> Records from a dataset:
========================
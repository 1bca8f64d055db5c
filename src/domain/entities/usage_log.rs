use std::fmt;

use chrono::NaiveDateTime;
use uuid::Uuid;

/// Proxied endpoints recorded in the usage log.
#[derive(Debug, Clone, Copy, PartialEq, Eq)]
pub enum ProxyEndpoint {
    ChatCompletions,
    Models,
}

impl ProxyEndpoint {
    pub fn as_str(&self) -> &'static str {
        match self {
            ProxyEndpoint::ChatCompletions => "chat/completions",
            ProxyEndpoint::Models => "models",
        }
    }
}

impl fmt::Display for ProxyEndpoint {
    fn fmt(&self, f: &mut fmt::Formatter<'_>) -> fmt::Result {
        f.write_str(self.as_str())
    }
}

#[derive(Debug, Clone)]
pub struct UsageLogEntry {
    pub id: Uuid,
    pub user_id: Uuid,
    pub api_key_id: Uuid,
    pub endpoint: String,
    pub timestamp: NaiveDateTime,
}
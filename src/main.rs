use dotenvy::dotenv;
use tracing::info;

use windex_router::infra::{
    app::create_app,
    setup::{init_app_state, init_tracing},
};

#[tokio::main]
async fn main() -> anyhow::Result<()> {
    dotenv().ok();

    init_tracing()?;

    let app_state = init_app_state().await?;

    let bind_addr = app_state.config.bind_addr;

    let app = create_app(app_state);

    let listener = tokio::net::TcpListener::bind(&bind_addr).await?;

    info!("Gateway listening at {}", &listener.local_addr()?);

    axum::serve(listener, app).await?;

    Ok(())
}
pub mod api_key;
pub mod proxy;
pub mod user;
use std::sync::Arc;

use async_trait::async_trait;
use base64::Engine;
use chrono::{Duration, NaiveDateTime, Utc};
use sha2::{Digest, Sha256};
use tracing::instrument;
use uuid::Uuid;

use crate::app_error::{AppError, AppResult};
use crate::application::password::PasswordHasher;
use crate::application::use_cases::api_key::{ApiKeyRepo, hash_api_key};
use crate::application::validators::{
    MIN_PASSWORD_LEN, is_valid_email, is_valid_password, is_valid_username,
};
use crate::domain::entities::{session_token::SessionToken, user::User};

pub const TOKEN_TYPE: &str = "bearer";

#[async_trait]
pub trait UserRepo: Send + Sync {
    /// Fails with `DuplicateIdentity` when username or email is taken.
    async fn create(&self, username: &str, email: &str, password_hash: &str) -> AppResult<User>;
    async fn get_by_username(&self, username: &str) -> AppResult<Option<User>>;
    async fn exists_by_username_or_email(&self, username: &str, email: &str) -> AppResult<bool>;
}

#[async_trait]
pub trait SessionRepo: Send + Sync {
    async fn create(
        &self,
        user_id: Uuid,
        token_hash: &str,
        created_at: NaiveDateTime,
        expires_at: NaiveDateTime,
    ) -> AppResult<SessionToken>;
    async fn get_with_user(&self, token_hash: &str) -> AppResult<Option<SessionWithUser>>;
    async fn delete_all_for_user(&self, user_id: Uuid) -> AppResult<u64>;
}

/// Session row joined to its owner, for bearer authentication.
#[derive(Debug, Clone)]
pub struct SessionWithUser {
    pub session: SessionToken,
    pub user: User,
}

/// A freshly issued bearer token. `access_token` is the only copy of the raw value.
#[derive(Debug, Clone)]
pub struct IssuedToken {
    pub access_token: String,
    pub token_type: &'static str,
    pub created_at: NaiveDateTime,
    pub expires_at: NaiveDateTime,
}

/// Owner and key id of an API key that passed validation.
#[derive(Debug, Clone)]
pub struct ValidatedApiKey {
    pub user: User,
    pub api_key_id: Uuid,
}

#[derive(Clone)]
pub struct AuthUseCases {
    users: Arc<dyn UserRepo>,
    sessions: Arc<dyn SessionRepo>,
    api_keys: Arc<dyn ApiKeyRepo>,
    hasher: PasswordHasher,
    session_ttl: Duration,
}

impl AuthUseCases {
    pub fn new(
        users: Arc<dyn UserRepo>,
        sessions: Arc<dyn SessionRepo>,
        api_keys: Arc<dyn ApiKeyRepo>,
        hasher: PasswordHasher,
        session_ttl: Duration,
    ) -> Self {
        Self {
            users,
            sessions,
            api_keys,
            hasher,
            session_ttl,
        }
    }

    #[instrument(skip(self, password))]
    pub async fn register(&self, username: &str, email: &str, password: &str) -> AppResult<User> {
        let username = username.trim();
        let email = email.trim().to_lowercase();

        if !is_valid_username(username) {
            return Err(AppError::InvalidInput(
                "Username must be 3-50 characters of letters, digits, '.', '-' or '_'".into(),
            ));
        }
        if !is_valid_email(&email) {
            return Err(AppError::InvalidInput("Invalid email address".into()));
        }
        if !is_valid_password(password) {
            return Err(AppError::InvalidInput(format!(
                "Password must be at least {MIN_PASSWORD_LEN} characters"
            )));
        }

        if self
            .users
            .exists_by_username_or_email(username, &email)
            .await?
        {
            return Err(AppError::DuplicateIdentity);
        }

        let password_hash = self.hasher.hash_blocking(password).await?;
        let user = self.users.create(username, &email, &password_hash).await?;

        tracing::info!(user_id = %user.id, "User registered");
        Ok(user)
    }

    #[instrument(skip(self, password))]
    pub async fn login(&self, username: &str, password: &str) -> AppResult<IssuedToken> {
        let Some(user) = self.users.get_by_username(username.trim()).await? else {
            return Err(AppError::InvalidCredentials);
        };

        if !user.is_active {
            return Err(AppError::InvalidCredentials);
        }

        if !self
            .hasher
            .verify_blocking(password, &user.password_hash)
            .await?
        {
            return Err(AppError::InvalidCredentials);
        }

        let raw = generate_token();
        let created_at = Utc::now().naive_utc();
        let expires_at = created_at + self.session_ttl;
        self.sessions
            .create(user.id, &hash_token(&raw), created_at, expires_at)
            .await?;

        tracing::info!(user_id = %user.id, %expires_at, "Session issued");
        Ok(IssuedToken {
            access_token: raw,
            token_type: TOKEN_TYPE,
            created_at,
            expires_at,
        })
    }

    /// Resolves a bearer token to its active owner.
    #[instrument(skip_all)]
    pub async fn authenticate_bearer(&self, token: &str) -> AppResult<User> {
        if token.is_empty() {
            return Err(AppError::Unauthorized);
        }

        let Some(found) = self.sessions.get_with_user(&hash_token(token)).await? else {
            return Err(AppError::Unauthorized);
        };

        let now = Utc::now().naive_utc();
        if found.session.expires_at <= now || !found.user.is_active {
            return Err(AppError::Unauthorized);
        }

        Ok(found.user)
    }

    /// Deletes every session of the user, not only the one used for the call.
    #[instrument(skip(self))]
    pub async fn logout(&self, user_id: Uuid) -> AppResult<u64> {
        let removed = self.sessions.delete_all_for_user(user_id).await?;
        tracing::info!(%user_id, removed, "Sessions revoked");
        Ok(removed)
    }

    #[instrument(skip_all)]
    pub async fn validate_api_key(&self, raw_key: &str) -> AppResult<Option<ValidatedApiKey>> {
        if raw_key.is_empty() {
            return Ok(None);
        }

        let Some(found) = self.api_keys.get_with_owner(&hash_api_key(raw_key)).await? else {
            return Ok(None);
        };

        let now = Utc::now().naive_utc();
        if !found.key.is_active || !found.owner.is_active || found.key.is_expired_at(now) {
            return Ok(None);
        }

        Ok(Some(ValidatedApiKey {
            api_key_id: found.key.id,
            user: found.owner,
        }))
    }
}

fn generate_token() -> String {
    use rand::RngCore;
    let mut bytes = [0u8; 32];
    rand::rngs::OsRng.fill_bytes(&mut bytes);
    base64::engine::general_purpose::URL_SAFE_NO_PAD.encode(bytes)
}

fn hash_token(raw: &str) -> String {
    let mut hasher = Sha256::new();
    hasher.update(raw.as_bytes());
    let out = hasher.finalize();
    hex::encode(out)
}
//! Test utilities for use-case and HTTP-level testing.
//!
//! This module provides:
//! - Test data factories for creating valid fixtures
//! - An in-memory store implementing every repository trait
//! - A scripted upstream stub
//! - `TestAppStateBuilder` for wiring an `AppState` from the above

mod app_state_builder;
mod factories;
mod store_mocks;
mod upstream_mocks;

pub use app_state_builder::*;
pub use factories::*;
pub use store_mocks::*;
pub use upstream_mocks::*;
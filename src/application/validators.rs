use validator::ValidateEmail;

pub const MIN_PASSWORD_LEN: usize = 6;
pub const MAX_KEY_NAME_LEN: usize = 100;
pub const MAX_EXPIRES_IN_DAYS: i64 = 3650;

/// Validates that the input looks like a valid email address
pub fn is_valid_email(email: &str) -> bool {
    let email = email.trim();
    !email.is_empty() && email.validate_email()
}

/// Validates a username.
/// Rules:
/// - 3-50 characters
/// - Only ASCII letters, numbers, dots, hyphens, underscores
pub fn is_valid_username(username: &str) -> bool {
    if username.len() < 3 || username.len() > 50 {
        return false;
    }

    username
        .chars()
        .all(|c| c.is_ascii_alphanumeric() || c == '.' || c == '-' || c == '_')
}

pub fn is_valid_password(password: &str) -> bool {
    password.chars().count() >= MIN_PASSWORD_LEN
}
use std::sync::Arc;

use async_trait::async_trait;
use chrono::{Duration, NaiveDateTime, Utc};
use rand::RngCore;
use sha2::{Digest, Sha256};
use tracing::instrument;
use uuid::Uuid;

use crate::app_error::{AppError, AppResult};
use crate::application::validators::{MAX_EXPIRES_IN_DAYS, MAX_KEY_NAME_LEN};
use crate::domain::entities::{api_key::ApiKey, user::User};

pub const API_KEY_PREFIX: &str = "wr_";

/// Characters of the raw key kept for display ("wr_" + 8).
const DISPLAY_PREFIX_LEN: usize = API_KEY_PREFIX.len() + 8;

// ============================================================================
// Repository Trait
// ============================================================================

/// Mutations take the owner so that another user's key id never matches.
#[async_trait]
pub trait ApiKeyRepo: Send + Sync {
    /// Fails with `DuplicateKey` when `key_hash` already exists.
    async fn create(
        &self,
        user_id: Uuid,
        name: &str,
        key_prefix: &str,
        key_hash: &str,
        expires_at: Option<NaiveDateTime>,
    ) -> AppResult<ApiKey>;

    async fn get_with_owner(&self, key_hash: &str) -> AppResult<Option<ApiKeyWithOwner>>;

    /// Newest first.
    async fn list_by_user(&self, user_id: Uuid) -> AppResult<Vec<ApiKey>>;

    /// Returns whether a row was deleted.
    async fn delete(&self, user_id: Uuid, key_id: Uuid) -> AppResult<bool>;

    /// Flips `is_active` and returns the new value, or `None` when no row matched.
    async fn toggle(&self, user_id: Uuid, key_id: Uuid) -> AppResult<Option<bool>>;
}

/// ApiKey with its owner, for validation
#[derive(Debug, Clone)]
pub struct ApiKeyWithOwner {
    pub key: ApiKey,
    pub owner: User,
}

// ============================================================================
// Use Cases
// ============================================================================

#[derive(Clone)]
pub struct ApiKeyUseCases {
    api_key_repo: Arc<dyn ApiKeyRepo>,
}

impl ApiKeyUseCases {
    pub fn new(api_key_repo: Arc<dyn ApiKeyRepo>) -> Self {
        Self { api_key_repo }
    }

    /// Create a new API key for `owner_id`.
    /// Returns the stored key and the raw key (shown only once).
    /// `expires_in_days` of `None` or `Some(0)` means the key never expires.
    #[instrument(skip(self))]
    pub async fn create_api_key(
        &self,
        owner_id: Uuid,
        name: &str,
        expires_in_days: Option<i64>,
    ) -> AppResult<(ApiKey, String)> {
        let name = name.trim();
        let name = if name.is_empty() { "Default" } else { name };
        if name.chars().count() > MAX_KEY_NAME_LEN {
            return Err(AppError::InvalidInput(format!(
                "Key name must be at most {MAX_KEY_NAME_LEN} characters"
            )));
        }

        let expires_at = match expires_in_days {
            None | Some(0) => None,
            Some(days) if (1..=MAX_EXPIRES_IN_DAYS).contains(&days) => {
                Some(Utc::now().naive_utc() + Duration::days(days))
            }
            Some(_) => {
                return Err(AppError::InvalidInput(format!(
                    "expires_in_days must be between 1 and {MAX_EXPIRES_IN_DAYS}"
                )));
            }
        };

        let raw_key = generate_api_key();
        let key_prefix = &raw_key[..DISPLAY_PREFIX_LEN];
        let key_hash = hash_api_key(&raw_key);

        let key = self
            .api_key_repo
            .create(owner_id, name, key_prefix, &key_hash, expires_at)
            .await?;

        tracing::info!(key_id = %key.id, ?expires_at, "API key created");
        Ok((key, raw_key))
    }

    #[instrument(skip(self))]
    pub async fn list_api_keys(&self, owner_id: Uuid) -> AppResult<Vec<ApiKey>> {
        self.api_key_repo.list_by_user(owner_id).await
    }

    #[instrument(skip(self))]
    pub async fn delete_api_key(&self, owner_id: Uuid, key_id: Uuid) -> AppResult<()> {
        if !self.api_key_repo.delete(owner_id, key_id).await? {
            return Err(AppError::NotFound);
        }
        Ok(())
    }

    /// Returns the new `is_active` value.
    #[instrument(skip(self))]
    pub async fn toggle_api_key(&self, owner_id: Uuid, key_id: Uuid) -> AppResult<bool> {
        self.api_key_repo
            .toggle(owner_id, key_id)
            .await?
            .ok_or(AppError::NotFound)
    }
}

// ============================================================================
// Key Generation
// ============================================================================

/// Generate a new API key with format: wr_<32 hex chars>
fn generate_api_key() -> String {
    let mut bytes = [0u8; 16];
    rand::rngs::OsRng.fill_bytes(&mut bytes);
    format!("{}{}", API_KEY_PREFIX, hex::encode(bytes))
}

/// Hash an API key using SHA-256, returning hex-encoded hash.
pub(crate) fn hash_api_key(raw_key: &str) -> String {
    let hash = Sha256::digest(raw_key.as_bytes());
    hex::encode(hash)
}
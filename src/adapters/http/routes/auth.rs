use axum::{
    Extension, Json, Router,
    extract::State,
    middleware,
    response::IntoResponse,
    routing::{get, post},
};
use chrono::NaiveDateTime;
use serde::{Deserialize, Serialize};
use uuid::Uuid;

use crate::{
    adapters::http::{
        app_state::AppState,
        middleware::{CurrentUser, session_auth},
    },
    app_error::AppResult,
    domain::entities::user::User,
};

#[derive(Deserialize)]
struct RegisterPayload {
    username: String,
    email: String,
    password: String,
}

#[derive(Deserialize)]
struct LoginPayload {
    username: String,
    password: String,
}

#[derive(Serialize)]
pub(crate) struct UserResponse {
    id: Uuid,
    username: String,
    email: String,
    created_at: NaiveDateTime,
    is_active: bool,
}

impl From<User> for UserResponse {
    fn from(user: User) -> Self {
        Self {
            id: user.id,
            username: user.username,
            email: user.email,
            created_at: user.created_at,
            is_active: user.is_active,
        }
    }
}

#[derive(Serialize)]
struct TokenResponse {
    access_token: String,
    token_type: &'static str,
    expires_at: NaiveDateTime,
}

#[derive(Serialize)]
struct MessageResponse {
    message: &'static str,
}

pub fn router(app_state: AppState) -> Router<AppState> {
    Router::new()
        .route("/me", get(me))
        .route("/logout", post(logout))
        .route_layer(middleware::from_fn_with_state(app_state, session_auth))
        .route("/register", post(register))
        .route("/login", post(login))
}

async fn register(
    State(app_state): State<AppState>,
    Json(payload): Json<RegisterPayload>,
) -> AppResult<impl IntoResponse> {
    let user = app_state
        .auth_use_cases
        .register(&payload.username, &payload.email, &payload.password)
        .await?;
    Ok(Json(UserResponse::from(user)))
}

async fn login(
    State(app_state): State<AppState>,
    Json(payload): Json<LoginPayload>,
) -> AppResult<impl IntoResponse> {
    let token = app_state
        .auth_use_cases
        .login(&payload.username, &payload.password)
        .await?;
    Ok(Json(TokenResponse {
        access_token: token.access_token,
        token_type: token.token_type,
        expires_at: token.expires_at,
    }))
}

async fn me(Extension(CurrentUser(user)): Extension<CurrentUser>) -> impl IntoResponse {
    Json(UserResponse::from(user))
}

async fn logout(
    State(app_state): State<AppState>,
    Extension(CurrentUser(user)): Extension<CurrentUser>,
) -> AppResult<impl IntoResponse> {
    app_state.auth_use_cases.logout(user.id).await?;
    Ok(Json(MessageResponse {
        message: "Logged out successfully",
    }))
}
pub mod http;
pub mod persistence;
pub mod upstream;
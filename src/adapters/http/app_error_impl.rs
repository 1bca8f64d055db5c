use crate::app_error::{AppError, ErrorCode};
use axum::Json;
use axum::{
    http::StatusCode,
    response::{IntoResponse, Response},
};

impl IntoResponse for AppError {
    fn into_response(self) -> Response {
        // Log the error before it gets converted into a status response.
        tracing::error!(error = ?self, "Request failed");

        match self {
            AppError::Database(_) => {
                error_resp(StatusCode::INTERNAL_SERVER_ERROR, ErrorCode::DatabaseError, None)
            }
            AppError::DuplicateIdentity => error_resp(
                StatusCode::BAD_REQUEST,
                ErrorCode::DuplicateIdentity,
                Some("Username or email already registered".into()),
            ),
            AppError::InvalidCredentials => {
                error_resp(StatusCode::UNAUTHORIZED, ErrorCode::InvalidCredentials, None)
            }
            AppError::Unauthorized => {
                error_resp(StatusCode::UNAUTHORIZED, ErrorCode::Unauthorized, None)
            }
            AppError::InvalidInput(msg) => {
                error_resp(StatusCode::BAD_REQUEST, ErrorCode::InvalidInput, Some(msg))
            }
            AppError::NotFound => error_resp(StatusCode::NOT_FOUND, ErrorCode::NotFound, None),
            AppError::DuplicateKey => error_resp(
                StatusCode::BAD_REQUEST,
                ErrorCode::DuplicateKey,
                Some("API key with this value already exists".into()),
            ),
            AppError::GatewayTimeout => {
                error_resp(StatusCode::GATEWAY_TIMEOUT, ErrorCode::GatewayTimeout, None)
            }
            AppError::BadGateway(msg) => {
                error_resp(StatusCode::BAD_GATEWAY, ErrorCode::BadGateway, Some(msg))
            }
            AppError::Upstream { status, body } => {
                // Upstream status is passed through; anything unrepresentable becomes 502.
                let status = StatusCode::from_u16(status).unwrap_or(StatusCode::BAD_GATEWAY);
                error_resp(status, ErrorCode::UpstreamError, Some(body))
            }
            AppError::Internal(_) => {
                error_resp(StatusCode::INTERNAL_SERVER_ERROR, ErrorCode::InternalError, None)
            }
        }
    }
}

fn error_resp(status: StatusCode, code: ErrorCode, message: Option<String>) -> Response {
    let body = match message {
        Some(msg) => serde_json::json!({ "code": code.as_str(), "message": msg }),
        None => serde_json::json!({ "code": code.as_str() }),
    };
    (status, Json(body)).into_response()
}
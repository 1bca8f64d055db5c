pub mod auth;
pub mod deepseek;
pub mod keys;

use axum::{Json, Router, middleware, routing::get};
use serde_json::{Value, json};

use crate::adapters::http::{
    app_state::AppState,
    middleware::{api_key_auth, session_auth},
};

/// Unauthenticated service info, mounted at the root.
pub fn root_router() -> Router<AppState> {
    Router::new()
        .route("/", get(service_info))
        .route("/health", get(health))
}

/// Everything under `/api`.
pub fn router(app_state: AppState) -> Router<AppState> {
    Router::new()
        .nest("/auth", auth::router(app_state.clone()))
        .nest(
            "/keys",
            keys::router().route_layer(middleware::from_fn_with_state(
                app_state.clone(),
                session_auth,
            )),
        )
        .nest(
            "/deepseek",
            deepseek::router()
                .route_layer(middleware::from_fn_with_state(app_state, api_key_auth)),
        )
}

async fn service_info() -> Json<Value> {
    Json(json!({
        "message": "WindexRouter API",
        "version": env!("CARGO_PKG_VERSION"),
    }))
}

async fn health() -> Json<Value> {
    Json(json!({ "status": "ok" }))
}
========================
> Exercise:
Copy each line of the records above that carries the word "ValidatedApiKey".

> Task response:
pub struct ValidatedApiKey {
    pub async fn validate_api_key(&self, raw_key: &str) -> AppResult<Option<ValidatedApiKey>> {
        Ok(Some(ValidatedApiKey {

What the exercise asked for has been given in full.